DATA SUPPLIED »
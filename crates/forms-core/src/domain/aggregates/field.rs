//! Form Field Entity

use crate::domain::schema::{default_config_with, FieldConfig, FieldKind};
use crate::domain::value_objects::FormAnswer;
use forms_common::IdGenerator;
use serde::{Deserialize, Serialize};

fn default_required() -> bool {
    true
}

/// One question of a form
#[derive(Clone, Debug, PartialEq, Eq, Serialize, Deserialize)]
#[serde(rename_all = "camelCase")]
pub struct FormField {
    pub id: String,
    #[serde(default, skip_serializing_if = "Option::is_none")]
    pub title: Option<String>,
    #[serde(default, skip_serializing_if = "Option::is_none")]
    pub description: Option<String>,
    #[serde(default = "default_required")]
    pub required: bool,
    #[serde(default, skip_serializing_if = "Option::is_none")]
    pub image_url: Option<String>,
    pub config: FieldConfig,
    #[serde(default, skip_serializing_if = "Option::is_none")]
    pub answer: Option<FormAnswer>,
}

impl FormField {
    pub fn new(id: impl Into<String>, config: FieldConfig) -> Self {
        Self {
            id: id.into(),
            title: None,
            description: None,
            required: true,
            image_url: None,
            config,
            answer: None,
        }
    }

    /// Fresh field of `kind` with generated ids and the default config
    pub fn of_kind(kind: FieldKind, ids: &IdGenerator) -> Self {
        Self::new(ids.generate(), default_config_with(kind, ids))
    }

    pub fn titled(mut self, title: impl Into<String>) -> Self {
        self.title = Some(title.into());
        self
    }

    pub fn described(mut self, description: impl Into<String>) -> Self {
        self.description = Some(description.into());
        self
    }

    pub fn optional(mut self) -> Self {
        self.required = false;
        self
    }

    pub fn kind(&self) -> Option<FieldKind> {
        self.config.kind()
    }

    /// Copy with a new id and new nested option/row/column ids.
    ///
    /// The answer is not carried over since its keys name the old ids.
    pub fn fresh_copy(&self, ids: &IdGenerator) -> Self {
        let mut copy = self.clone();
        copy.id = ids.generate();
        copy.config.refresh_ids(ids);
        copy.answer = None;
        copy
    }
}

#[cfg(test)]
mod tests {
    use super::*;

    #[test]
    fn test_required_defaults_to_true() {
        let field: FormField =
            serde_json::from_str(r#"{"id":"f1","config":{"type":"date"}}"#).unwrap();
        assert!(field.required);
        assert_eq!(field.kind(), Some(FieldKind::Date));
    }

    #[test]
    fn test_fresh_copy_never_aliases() {
        let ids = IdGenerator::new();
        let original = FormField::of_kind(FieldKind::MultipleChoice, &ids).titled("Colour");
        let copy = original.fresh_copy(&ids);

        assert_ne!(copy.id, original.id);
        assert_eq!(copy.title, original.title);
        for (a, b) in copy.config.nested_ids().iter().zip(original.config.nested_ids()) {
            assert_ne!(*a, b);
        }
    }

    #[test]
    fn test_fresh_copy_drops_answer() {
        let ids = IdGenerator::new();
        let mut original = FormField::of_kind(FieldKind::Checkbox, &ids);
        let option_id = original.config.nested_ids()[0].to_string();
        original.answer = Some(FormAnswer::choice(option_id));

        let copy = original.fresh_copy(&ids);
        assert!(copy.answer.is_none());
        assert!(original.answer.is_some());
    }
}
//! Builder adapter
//!
//! `FieldEditor` binds the store's edit operations to one field, the way a
//! builder card does. `BuilderView` renders each card with its settings and
//! the actions currently on offer.

use crate::adapter::{render_document, FieldView, RenderedForm};
use crate::text::{self, Block, NOT_IMPLEMENTED};
use forms_core::{
    ChoiceConfig, DateConfig, DropdownConfig, FieldConfig, FieldKind, FieldPatch,
    FileUploadConfig, FormDocument, FormField, FormStore, GridAxis, GridConfig,
    LinearScaleConfig, LongAnswerConfig, Mutation, NewOption, OptionPatch, RatingConfig,
    ShortAnswerConfig, SkipReason, TimeConfig, TimeKind,
};
use std::fmt;
use std::sync::Arc;

/// Something the builder card lets the author do
#[derive(Debug, Clone, Copy, PartialEq, Eq, Hash)]
pub enum EditAction {
    AddOption,
    AddOther,
    AddRow,
    AddColumn,
    ChangeType,
    ToggleRequired,
    Duplicate,
    Remove,
}

impl EditAction {
    pub fn label(&self) -> &'static str {
        match self {
            Self::AddOption => "Add Option",
            Self::AddOther => "Add Other Option",
            Self::AddRow => "Add Row",
            Self::AddColumn => "Add Column",
            Self::ChangeType => "Change Type",
            Self::ToggleRequired => "Required",
            Self::Duplicate => "Duplicate",
            Self::Remove => "Delete",
        }
    }
}

impl fmt::Display for EditAction {
    fn fmt(&self, f: &mut fmt::Formatter<'_>) -> fmt::Result {
        f.write_str(self.label())
    }
}

/// Actions offered for `field` in its current state.
///
/// "Add Other Option" only shows on multiple choice and checkbox fields
/// that have no write-in option yet.
pub fn available_actions(field: &FormField) -> Vec<EditAction> {
    let mut actions = Vec::new();
    if let Some(options) = field.config.options() {
        actions.push(EditAction::AddOption);
        let takes_other = !matches!(field.config, FieldConfig::Dropdown(_));
        if takes_other && !options.has_other() {
            actions.push(EditAction::AddOther);
        }
    }
    if field.config.has_table() {
        actions.push(EditAction::AddRow);
        actions.push(EditAction::AddColumn);
    }
    actions.extend([
        EditAction::ChangeType,
        EditAction::ToggleRequired,
        EditAction::Duplicate,
        EditAction::Remove,
    ]);
    actions
}

/// Edit callbacks for one field
#[derive(Debug, Clone)]
pub struct FieldEditor<'s> {
    store: &'s FormStore,
    field_id: String,
}

impl<'s> FieldEditor<'s> {
    pub fn new(store: &'s FormStore, field_id: impl Into<String>) -> Self {
        Self {
            store,
            field_id: field_id.into(),
        }
    }

    pub fn field_id(&self) -> &str {
        &self.field_id
    }

    /// Current state of the field, `None` once it is gone
    pub fn field(&self) -> Option<Arc<FormField>> {
        self.store.get_field(&self.field_id)
    }

    pub fn actions(&self) -> Vec<EditAction> {
        self.field()
            .map(|f| available_actions(&f))
            .unwrap_or_default()
    }

    fn missing(&self) -> Mutation {
        Mutation::Skipped(SkipReason::MissingField(self.field_id.clone()))
    }

    pub fn set_title(&self, title: impl Into<String>) -> Mutation {
        self.store
            .update_field(&self.field_id, FieldPatch::new().title(title))
    }

    pub fn set_description(&self, description: impl Into<String>) -> Mutation {
        self.store
            .update_field(&self.field_id, FieldPatch::new().description(description))
    }

    pub fn set_image_url(&self, url: impl Into<String>) -> Mutation {
        self.store
            .update_field(&self.field_id, FieldPatch::new().image_url(url))
    }

    pub fn toggle_required(&self) -> Mutation {
        match self.field() {
            Some(field) => self
                .store
                .update_field(&self.field_id, FieldPatch::new().required(!field.required)),
            None => self.missing(),
        }
    }

    pub fn change_type(&self, kind: FieldKind) -> Mutation {
        self.store.change_field_type(&self.field_id, kind)
    }

    /// Edit the current config and write it back whole
    pub fn edit_config<F>(&self, edit: F) -> Mutation
    where
        F: FnOnce(&mut FieldConfig),
    {
        let Some(field) = self.field() else {
            return self.missing();
        };
        let mut config = field.config.clone();
        edit(&mut config);
        self.store
            .update_field(&self.field_id, FieldPatch::new().config(config))
    }

    pub fn duplicate(&self) -> Mutation {
        self.store.duplicate_field(&self.field_id)
    }

    pub fn remove(&self) -> Mutation {
        self.store.remove_field(&self.field_id)
    }

    /// Append "Option N", numbered after the existing options
    pub fn add_option(&self) -> Mutation {
        let next = self
            .field()
            .and_then(|f| f.config.options().map(|o| o.len()))
            .unwrap_or(0)
            + 1;
        self.store
            .add_option(&self.field_id, NewOption::labeled(format!("Option {}", next)))
    }

    pub fn add_other(&self) -> Mutation {
        self.store
            .add_option(&self.field_id, NewOption::other("Other"))
    }

    pub fn rename_option(&self, option_id: &str, label: impl Into<String>) -> Mutation {
        self.store
            .update_option(&self.field_id, option_id, OptionPatch::label(label))
    }

    pub fn remove_option(&self, option_id: &str) -> Mutation {
        self.store.remove_option(&self.field_id, option_id)
    }

    fn next_label(&self, axis: GridAxis) -> String {
        let count = self
            .field()
            .and_then(|f| f.config.table().map(|t| t.axis(axis).len()))
            .unwrap_or(0);
        match axis {
            GridAxis::Rows => format!("Row {}", count + 1),
            GridAxis::Columns => format!("Column {}", count + 1),
        }
    }

    pub fn add_row(&self) -> Mutation {
        self.store
            .add_row(&self.field_id, self.next_label(GridAxis::Rows))
    }

    pub fn add_column(&self) -> Mutation {
        self.store
            .add_column(&self.field_id, self.next_label(GridAxis::Columns))
    }

    pub fn rename_row(&self, row_id: &str, label: impl Into<String>) -> Mutation {
        self.store
            .update_row(&self.field_id, row_id, OptionPatch::label(label))
    }

    pub fn rename_column(&self, column_id: &str, label: impl Into<String>) -> Mutation {
        self.store
            .update_column(&self.field_id, column_id, OptionPatch::label(label))
    }

    pub fn remove_row(&self, row_id: &str) -> Mutation {
        self.store.remove_row(&self.field_id, row_id)
    }

    pub fn remove_column(&self, column_id: &str) -> Mutation {
        self.store.remove_column(&self.field_id, column_id)
    }
}

/// Author-facing view
#[derive(Debug, Default, Clone, Copy)]
pub struct BuilderView;

impl BuilderView {
    pub fn new() -> Self {
        Self
    }

    pub fn render(&mut self, doc: &FormDocument) -> RenderedForm {
        render_document(self, doc)
    }

    fn card(field: &FormField, body: impl FnOnce(&mut Block)) -> Block {
        let mut block = Block::new();
        let kind = field.kind().map_or("Unknown", |k| k.label());
        block.push(format!("#{} [{}]", field.id, kind));
        block.extend(text::question(field).into_lines());
        body(&mut block);
        let actions: Vec<String> = available_actions(field)
            .into_iter()
            .map(|a| match a {
                EditAction::ToggleRequired => {
                    format!("{}: {}", a, if field.required { "on" } else { "off" })
                }
                _ => a.to_string(),
            })
            .collect();
        block.item(format!("| {} |", actions.join(" | ")));
        block
    }
}

impl FieldView for BuilderView {
    type Output = Block;

    fn short_answer(&mut self, field: &FormField, config: &ShortAnswerConfig) -> Block {
        Self::card(field, |b| {
            let input = config.input_type.unwrap_or_default();
            b.item(format!("Input type: {}", input.as_str()));
            if let Some(rule) = &config.validation {
                b.item(format!("Validation: {:?} {} ({})", rule.object, rule.constraint, rule.error_text));
            }
        })
    }

    fn long_answer(&mut self, field: &FormField, config: &LongAnswerConfig) -> Block {
        Self::card(field, |b| {
            if let Some(rule) = &config.validation {
                b.item(format!("Validation: {:?} {} ({})", rule.object, rule.constraint, rule.error_text));
            }
        })
    }

    fn multiple_choice(&mut self, field: &FormField, config: &ChoiceConfig) -> Block {
        Self::card(field, |b| option_rows(b, config, "( )"))
    }

    fn checkbox(&mut self, field: &FormField, config: &ChoiceConfig) -> Block {
        Self::card(field, |b| option_rows(b, config, "[ ]"))
    }

    fn dropdown(&mut self, field: &FormField, config: &DropdownConfig) -> Block {
        Self::card(field, |b| {
            for (i, option) in config.options.iter().enumerate() {
                b.item(format!("{}. {} <{}>", i + 1, option.label, option.id));
            }
            shuffle_note(b, config.shuffle);
        })
    }

    fn linear_scale(&mut self, field: &FormField, config: &LinearScaleConfig) -> Block {
        Self::card(field, |b| {
            let values = config.values();
            b.item(format!("Scale: {} to {}", values.start, values.end.saturating_sub(1)));
            if let Some(low) = &config.low {
                b.item(format!("Low label: {}", low));
            }
            if let Some(high) = &config.high {
                b.item(format!("High label: {}", high));
            }
        })
    }

    fn rating(&mut self, field: &FormField, config: &RatingConfig) -> Block {
        Self::card(field, |b| {
            b.item(format!(
                "{} x{} (stroke {}, fill {})",
                config.icon, config.count, config.stroke, config.fill
            ));
        })
    }

    fn multiple_choice_grid(&mut self, field: &FormField, config: &GridConfig) -> Block {
        Self::card(field, |b| grid_rows(b, config))
    }

    fn checkbox_grid(&mut self, field: &FormField, config: &GridConfig) -> Block {
        Self::card(field, |b| grid_rows(b, config))
    }

    fn date(&mut self, field: &FormField, config: &DateConfig) -> Block {
        Self::card(field, |b| {
            b.item(format!("Include time: {}", yes_no(config.include_time)));
        })
    }

    fn time(&mut self, field: &FormField, config: &TimeConfig) -> Block {
        Self::card(field, |b| {
            let kind = match config.kind {
                TimeKind::Time => "time of day",
                TimeKind::Duration => "duration",
            };
            b.item(format!("Answer: {}", kind));
        })
    }

    fn file_upload(&mut self, field: &FormField, config: &FileUploadConfig) -> Block {
        Self::card(field, |b| {
            let types = if config.accepted_file_types.is_empty() {
                "any".to_string()
            } else {
                config.accepted_file_types.join(", ")
            };
            b.item(format!("Accepted types: {}", types));
            match config.max_file_size.filter(|m| *m > 0) {
                Some(max) => b.item(format!("Max size: {}", text::byte_size(max))),
                None => b.item("Max size: unlimited"),
            }
        })
    }

    fn unsupported(&mut self, field: &FormField) -> Block {
        Self::card(field, |b| b.item(NOT_IMPLEMENTED))
    }
}

fn option_rows(block: &mut Block, config: &ChoiceConfig, marker: &str) {
    for option in &config.options {
        let tag = if option.other { " (other)" } else { "" };
        block.item(format!("{} {}{} <{}>", marker, option.label, tag, option.id));
    }
    shuffle_note(block, config.shuffle);
}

TASK TO COMPLETE » Whenever the string "AddOther" turns up in a line above, copy that line out.

TASK SOLUTION »
    AddOther,
            Self::AddOther => "Add Other Option",
            actions.push(EditAction::AddOther);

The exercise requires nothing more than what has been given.